Crucé una mirada con la sargento. No sólo era un patoso y un miserable gallina. También era un mentiroso repugnante.

—Pero, cuenta, dime, ¿qué impresión te han dado?

—Bueno, la chica muy maja. No parecía lesbiana ni nada, por cierto…

Monroy se echó a reír y todo. Chamorro meneó la cabeza.

—¿Y el otro?

—Bueno, un tío bajito, con bastante mala hostia. Sólo le faltaba el bigote.

Mi compañera dio un respingo. Pero se contuvo.

—Vas a ver lo que es mala hostia de verdad cuando te enganche, Big Jim de baratillo —mascullé, aunque no pudiera oírme.

—Pero a ver, cómo se lo han tomado.

—Bien, bien, ya te digo. Para ellos, si tienen algo de instinto policial, ésa es la puta línea. Para ir por otro camino no tienen más que el testimonio de dos tías que te odian, no creo que sean tan gilipollas como para no verlo.

—Tendríamos que contratar a este chico para que hiciera el examen final a los que salen de la academia —dije—. Instinto policial

—¿Y no te han preguntado nada?

—Sí, querían que les diera el nombre de mi fuente. Pero les he dicho que no. Ya saben que estas cosas no se cuentan, y además, era algo que tenía perfectamente calculado. Ellos ya lo han averiguado por su cuenta. No me lo preguntaban más que para comprobarlo. Podía negarme sin problemas. Lo único que ellos necesitan es que les encajen todas las piezas, y eso ya lo tienen.

—Es un crack —dijo Chamorro—. Un cerebro de la manipulación.

—Sí. Fu Manchú, como poco.

—Entonces, ¿me puedo quedar tranquila? ¿De verdad?

—Diría que sí. Tuviste una buena idea. Teníamos que hacer la jugada.

—Bueno, te dejo, que tengo un señalamiento. Hablamos luego.

Ahí colgaron los dos. Chamorro y yo nos quedamos pensativos.

—¿Y bien? —me sondeó.

—Pues ya ves. El ser humano le tiene alergia a la verdad. Sobre todo cuando le es desfavorable. Pero nos viene bien que la haya engañado.

—¿Porqué?

—Porque vamos a ir a por todos. Ya. Y mejor que esté desprevenida.

—¿Ya? ¿Hoy, quieres decir?

—Ajá. Esta cadena tiene un eslabón débil, y como me consta tu inteligencia no hace falta que te diga cuál es. Estamos en condiciones de romperlo ya, y los otros es posible que no los rompamos nunca. Fíjate que con todo y lo nerviosa que estaba, Montse sigue sin decir nada que la incrimine respecto del asesinato, sólo se inculpa de la emboscada para que la policía pillara a Óscar con las papelinas encima.

—Ya me he percatado. ¿De veras estás seguro de que es el momento?

—Al cien por cien, nunca. Pero dudo que tengamos un día mejor.

La sargento asintió.

—Creo que opino como tú. Por si te sirve de algo.

—Me sirve, Vir. Después de oírte decir eso, voy a marcar este número —y levanté mi teléfono— con mucha más determinación.

La juez Fernández-Vadillo no tardó en ponerse. Le conté en resumen lo que había, haciendo hincapié en que había sido Montserrat Castellanos la primera persona con la que había hablado Monroy tras nuestra entrevista, y en lo que se habían dicho. Le hice notar que ella estaba aún confiada, y que Monroy tenía motivos para la inquietud. Ambas circunstancias me ayudaban a respaldar mi petición:

—Quiero detenerlos a todos. Esta mañana.

—¿A Monroy y Montserrat, quiere decir? —preguntó.

—Y al abogado. Preventivamente. Y por razones tácticas.

—¿Tenemos evidencia en las escuchas para eso?

—Como poco, para acusarle de encubrimiento.

—Muy firme lo veo. ¿No tiene ninguna duda, brigada?

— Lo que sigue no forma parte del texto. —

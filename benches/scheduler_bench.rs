use criterion::{black_box, criterion_group, criterion_main, Criterion};
use timetable_optimizer::scheduler::{solve, solve_genetic, solve_grasp};
use timetable_optimizer::types::{
    Constraints, CourseId, CourseInput, RoomId, RoomInput, RunConfig, TeacherId, TimeslotId, TimeslotInput,
};

fn synthetic_dataset(course_count: usize, room_count: usize) -> (Vec<CourseInput>, Vec<RoomInput>, Vec<TimeslotInput>, Constraints) {
    let courses: Vec<CourseInput> = (0..course_count)
        .map(|i| CourseInput {
            course_id: CourseId(format!("course-{i}")),
            teacher_id: Some(TeacherId(format!("teacher-{}", i % 6))),
            weekly_hours: 3,
            program_semester_id: Some(timetable_optimizer::types::ProgramSemesterId(format!("cohort-{}", i % 4))),
        })
        .collect();

    let rooms: Vec<RoomInput> = (0..room_count).map(|i| RoomInput::new(RoomId(format!("room-{i}")), 30)).collect();

    let mut timeslots = Vec::new();
    let mut block = 0;
    for day in 0..5u8 {
        for slot_in_day in 0..8u32 {
            timeslots.push(TimeslotInput {
                timeslot_id: TimeslotId(format!("d{day}-b{slot_in_day}")),
                day,
                block,
                start_minutes: 480 + slot_in_day * 60,
                duration_minutes: 60,
            });
            block += 1;
        }
    }

    (courses, rooms, timeslots, Constraints::default())
}

fn bench_greedy(c: &mut Criterion) {
    let (courses, rooms, timeslots, constraints) = synthetic_dataset(40, 6);
    c.bench_function("greedy_retry_40_courses", |b| {
        b.iter(|| solve(black_box(&courses), black_box(&rooms), black_box(&timeslots), black_box(&constraints)))
    });
}

fn bench_grasp(c: &mut Criterion) {
    let (courses, rooms, timeslots, constraints) = synthetic_dataset(40, 6);
    let compiled = timetable_optimizer::scheduler::compile_constraints(&courses, &timeslots, &constraints);
    let config = RunConfig { grasp_iterations: 4, ..RunConfig::default() };
    c.bench_function("grasp_40_courses", |b| {
        b.iter(|| {
            solve_grasp(black_box(&courses), black_box(&rooms), black_box(&timeslots), black_box(&constraints), &compiled, &config, 42)
        })
    });
}

fn bench_genetic(c: &mut Criterion) {
    let (courses, rooms, timeslots, constraints) = synthetic_dataset(40, 6);
    let compiled = timetable_optimizer::scheduler::compile_constraints(&courses, &timeslots, &constraints);
    let config = RunConfig { genetic_population: 8, genetic_generations: 4, ..RunConfig::default() };
    c.bench_function("genetic_40_courses", |b| {
        b.iter(|| {
            solve_genetic(black_box(&courses), black_box(&rooms), black_box(&timeslots), black_box(&constraints), &compiled, &config, 42)
        })
    });
}

criterion_group!(benches, bench_greedy, bench_grasp, bench_genetic);
criterion_main!(benches);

—Confíe en mí. Sé lo que hago.

—Me lo ha probado, hasta aquí. Está bien. Si cree que la fruta está madura, adelante. Voy redactando las órdenes y se las paso por fax de aquí a media hora como máximo. ¿Los tienen localizados?

—En todo momento. Ninguno apaga el móvil. Quiero decirle algo, señoría. Ha sido providencial tenerlos intervenidos desde tan pronto. Tengo que agradecerle personalmente el valor para ordenarlo.

—No me dieron poder para no usarlo, brigada. Que vaya bien.

Esta vez no hizo falta recurrir a la caballería, aunque por seguridad organizamos las tres detenciones para practicarlas simultáneamente. Mandé a Salgado a por el abogado Rovira, que en ese momento estaba en la Audiencia Provincial. Lo interceptó en la misma puerta, según salía, para pasmo de curiosos y del propio interesado. Arnau, junto a la cabo Gloria, de la comandancia, que vino a echar una mano en su calidad de enlace para el caso, y un par de GRS, para curarnos en salud, le puso las esposas a Monroy, a quien sorprendieron a la salida de uno de sus locales y que ni siquiera estaba armado. El gorila que tenía allí emitió algún gruñido, pero los GRS eran más altos y más anchos y además llevaban subfusil. Por mi parte, me fui con Chamorro a donde, según su móvil, estaba Montserrat Castellanos: los juzgados de lo contencioso-administrativo de la Gran Vía. También la esperamos en la puerta y, cuando salió, no pude evitar que me impresionara un poco. Las fotos que teníamos de ella no le hacían justicia. Era una mujer muy atractiva, vestida impecablemente, con una estructura ósea notable y una energía que se hacía perceptible en el más ínfimo de sus gestos. Pero estábamos allí para lo que estábamos, y yo era el jefe. Le enseñé mi placa y la tomé del brazo, al tiempo que le anunciaba:

—Guardia Civil. Está usted detenida. No se resista y no la esposaré.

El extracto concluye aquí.